Another first at Mauna Loa
Several days after the project was announced, the National Oceanic and Atmospheric Administration (NOAA) released readings showing that the carbon dioxide (CO2) level at the world’s oldest continuous CO2 measurement station in the world, at Mauna Loa, Hawaii, exceeded 400 parts per million (ppm) for the first time. CO2 measurement at Mauna Loa is considered the primary global benchmark site for monitoring the increase of CO2. The NOAA noted that the 400 ppm level had already been reached at all sites in the Arctic monitoring network in which the NOAA participates. Higher CO2 levels generally occur first in the northern hemisphere because most of the emissions driving the CO2 increase take place in the north, says the NOAA.
ARRA funding
The Port Arthur project is a collaboration between the DOE and Air Products, a specialty gas corporation. In June 2010, the DOE selected Air Products to receive $283 million in funds under the American Recovery and Reinvestment Act (ARRA) to support the $431 million commercial demonstration.

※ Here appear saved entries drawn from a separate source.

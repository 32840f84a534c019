pub mod pdf;

pub use pdf::{PdfDownloader, PdfDownloaderConfig};
use sqlx::PgPool;
use sqlx::postgres::{PgConnectOptions, PgPoolOptions};
use wrench_core::AppError;

use crate::manual_repository::ManualRepository;

/// The manual registry's PostgreSQL handle.
#[derive(Clone)]
pub struct Database {
    pool: PgPool,
}

impl Database {
    /// Connects to `url` with a pool of `max_connections` and applies any
    /// pending migrations.
    pub async fn open(url: &str, max_connections: u32) -> Result<Self, AppError> {
        if max_connections == 0 {
            return Err(AppError::ConfigError(
                "database pool needs at least one connection".into(),
            ));
        }
        let options: PgConnectOptions = url
            .parse()
            .map_err(|e| AppError::ConfigError(format!("Invalid database URL: {e}")))?;
        let (host, port) = (options.get_host().to_string(), options.get_port());

        let pool = PgPoolOptions::new()
            .max_connections(max_connections)
            .connect_with(options)
            .await
            .map_err(|e| AppError::DatabaseError(format!("Failed to connect to {host}:{port}: {e}")))?;

        let db = Self { pool };
        db.migrate().await?;
        tracing::debug!(%host, port, max_connections, "Manual registry ready");
        Ok(db)
    }

    /// Wraps an existing pool without migrating it.
    pub fn from_pool(pool: PgPool) -> Self {
        Self { pool }
    }

    pub async fn migrate(&self) -> Result<(), AppError> {
        sqlx::migrate!("../../migrations")
            .run(&self.pool)
            .await
            .map_err(|e| AppError::DatabaseError(format!("Migration failed: {e}")))?;
        Ok(())
    }

    pub fn manual_repo(&self) -> ManualRepository {
        ManualRepository::new(self.pool.clone())
    }
}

The project involved retrofitting steam methane reformers (SMR) at two Air Products plants at the Valero Port Arthur Refinery with innovative CO2 removal technologies. The SMRs produce hydrogen, which is widely used in petroleum refining to remove impurities such as sulfur. The add-on equipment compresses and dries the CO2, which is then sent into a 13.1-mile-long feeder pipeline, which was also constructed as part of the project. The feeder line moves the CO2 into an existing 325-mile CO2 pipeline that carries the product to the West Hastings oil field, about 20 miles south of Houston.
Enhanced oil production
>According to the DOE, the project will capture approximately 1 million metric tons of CO2 per year and increase annual oil production in the West Hastings field by 1.6 to 3.1 million barrels. Both CO2 removal units are now operating at full capacity. As of early May 2013, over 222,000 tons of CO2 have been captured and stored, says the DOE.
Air Products notes that one of the main objectives of the project is to test and refine a monitoring, verification, and accounting program to ensure that the injected CO2 remains underground, safely and permanently trapped in the same geologic formation that confined the oil brought to the surface in the demonstration.
"By putting the captured carbon dioxide to use, CCUS provides an additional business and market case to pursue the environmental benefits of CCS," says the DOE.